YOUR INSTRUCTIONS |
Please return every line from the entries that has the string "input" in it.

DATA EXCERPTS |

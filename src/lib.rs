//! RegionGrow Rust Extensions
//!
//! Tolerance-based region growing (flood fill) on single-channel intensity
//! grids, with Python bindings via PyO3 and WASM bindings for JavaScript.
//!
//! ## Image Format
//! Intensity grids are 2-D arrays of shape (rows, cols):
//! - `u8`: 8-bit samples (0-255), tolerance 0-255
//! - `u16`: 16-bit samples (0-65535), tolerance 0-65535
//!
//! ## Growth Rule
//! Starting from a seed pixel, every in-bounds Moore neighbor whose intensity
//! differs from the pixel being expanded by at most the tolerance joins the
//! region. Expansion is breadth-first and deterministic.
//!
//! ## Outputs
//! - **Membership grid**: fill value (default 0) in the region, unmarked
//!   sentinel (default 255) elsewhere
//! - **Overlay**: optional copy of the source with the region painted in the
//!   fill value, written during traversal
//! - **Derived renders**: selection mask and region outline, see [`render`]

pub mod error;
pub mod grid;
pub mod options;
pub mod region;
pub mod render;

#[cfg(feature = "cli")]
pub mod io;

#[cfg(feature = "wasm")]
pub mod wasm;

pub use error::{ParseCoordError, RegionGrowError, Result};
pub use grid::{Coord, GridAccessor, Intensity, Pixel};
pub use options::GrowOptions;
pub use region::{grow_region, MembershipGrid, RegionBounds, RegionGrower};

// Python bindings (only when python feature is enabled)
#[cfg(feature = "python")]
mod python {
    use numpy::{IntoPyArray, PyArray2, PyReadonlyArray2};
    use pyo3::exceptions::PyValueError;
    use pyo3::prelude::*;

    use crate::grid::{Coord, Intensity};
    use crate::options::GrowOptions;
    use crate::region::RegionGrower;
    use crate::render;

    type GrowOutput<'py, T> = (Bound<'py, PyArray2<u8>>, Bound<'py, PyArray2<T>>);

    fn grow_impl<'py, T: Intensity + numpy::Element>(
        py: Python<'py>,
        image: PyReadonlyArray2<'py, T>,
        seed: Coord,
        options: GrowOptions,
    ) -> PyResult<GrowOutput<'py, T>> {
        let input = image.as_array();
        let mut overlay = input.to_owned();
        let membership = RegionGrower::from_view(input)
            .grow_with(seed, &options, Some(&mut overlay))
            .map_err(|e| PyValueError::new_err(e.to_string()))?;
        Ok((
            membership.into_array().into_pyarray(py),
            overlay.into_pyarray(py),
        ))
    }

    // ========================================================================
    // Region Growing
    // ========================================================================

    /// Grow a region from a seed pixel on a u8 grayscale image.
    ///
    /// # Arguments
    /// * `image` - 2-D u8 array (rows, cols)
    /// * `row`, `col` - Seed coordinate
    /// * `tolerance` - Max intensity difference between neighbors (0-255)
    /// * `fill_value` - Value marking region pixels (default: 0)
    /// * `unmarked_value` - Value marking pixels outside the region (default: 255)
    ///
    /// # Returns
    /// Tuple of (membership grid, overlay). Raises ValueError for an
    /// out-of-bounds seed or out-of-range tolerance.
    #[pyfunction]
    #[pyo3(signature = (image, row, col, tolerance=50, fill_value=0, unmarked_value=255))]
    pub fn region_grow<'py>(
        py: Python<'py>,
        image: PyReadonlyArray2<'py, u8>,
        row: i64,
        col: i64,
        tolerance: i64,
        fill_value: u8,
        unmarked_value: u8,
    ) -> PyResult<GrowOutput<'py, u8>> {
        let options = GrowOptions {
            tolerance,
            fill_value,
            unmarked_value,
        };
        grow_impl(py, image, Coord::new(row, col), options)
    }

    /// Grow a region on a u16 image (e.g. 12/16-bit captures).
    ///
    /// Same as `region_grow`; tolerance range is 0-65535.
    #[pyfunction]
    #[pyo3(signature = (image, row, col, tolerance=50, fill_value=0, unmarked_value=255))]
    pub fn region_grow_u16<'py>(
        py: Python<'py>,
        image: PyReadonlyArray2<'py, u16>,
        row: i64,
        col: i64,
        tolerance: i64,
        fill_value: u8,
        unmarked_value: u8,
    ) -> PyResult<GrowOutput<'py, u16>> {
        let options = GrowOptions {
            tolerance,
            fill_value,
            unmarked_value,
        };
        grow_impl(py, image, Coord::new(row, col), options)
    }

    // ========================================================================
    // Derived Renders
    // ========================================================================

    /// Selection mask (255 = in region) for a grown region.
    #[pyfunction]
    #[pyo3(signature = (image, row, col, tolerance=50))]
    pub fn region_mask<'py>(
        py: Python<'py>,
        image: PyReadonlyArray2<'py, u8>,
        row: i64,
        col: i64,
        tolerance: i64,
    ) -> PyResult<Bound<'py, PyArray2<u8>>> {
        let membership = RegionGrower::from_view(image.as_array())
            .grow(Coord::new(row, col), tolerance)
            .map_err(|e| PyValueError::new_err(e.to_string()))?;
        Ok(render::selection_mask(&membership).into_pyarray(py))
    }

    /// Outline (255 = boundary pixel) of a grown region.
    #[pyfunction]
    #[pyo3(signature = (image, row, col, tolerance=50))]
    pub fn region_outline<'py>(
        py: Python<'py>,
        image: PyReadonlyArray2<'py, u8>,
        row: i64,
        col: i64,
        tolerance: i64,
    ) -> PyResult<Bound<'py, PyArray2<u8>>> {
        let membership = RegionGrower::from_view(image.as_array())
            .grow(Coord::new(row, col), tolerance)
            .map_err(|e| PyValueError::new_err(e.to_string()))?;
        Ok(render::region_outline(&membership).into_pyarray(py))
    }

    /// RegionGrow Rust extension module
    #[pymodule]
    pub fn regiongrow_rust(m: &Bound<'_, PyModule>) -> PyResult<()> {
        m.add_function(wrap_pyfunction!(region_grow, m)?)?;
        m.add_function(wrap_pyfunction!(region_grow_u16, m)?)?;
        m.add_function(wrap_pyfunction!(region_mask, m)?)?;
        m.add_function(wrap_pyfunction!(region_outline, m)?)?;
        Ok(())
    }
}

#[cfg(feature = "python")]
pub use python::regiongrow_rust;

PROBLEM SOLUTION |
        let input = image.as_array();
        let mut overlay = input.to_owned();
        let membership = RegionGrower::from_view(input)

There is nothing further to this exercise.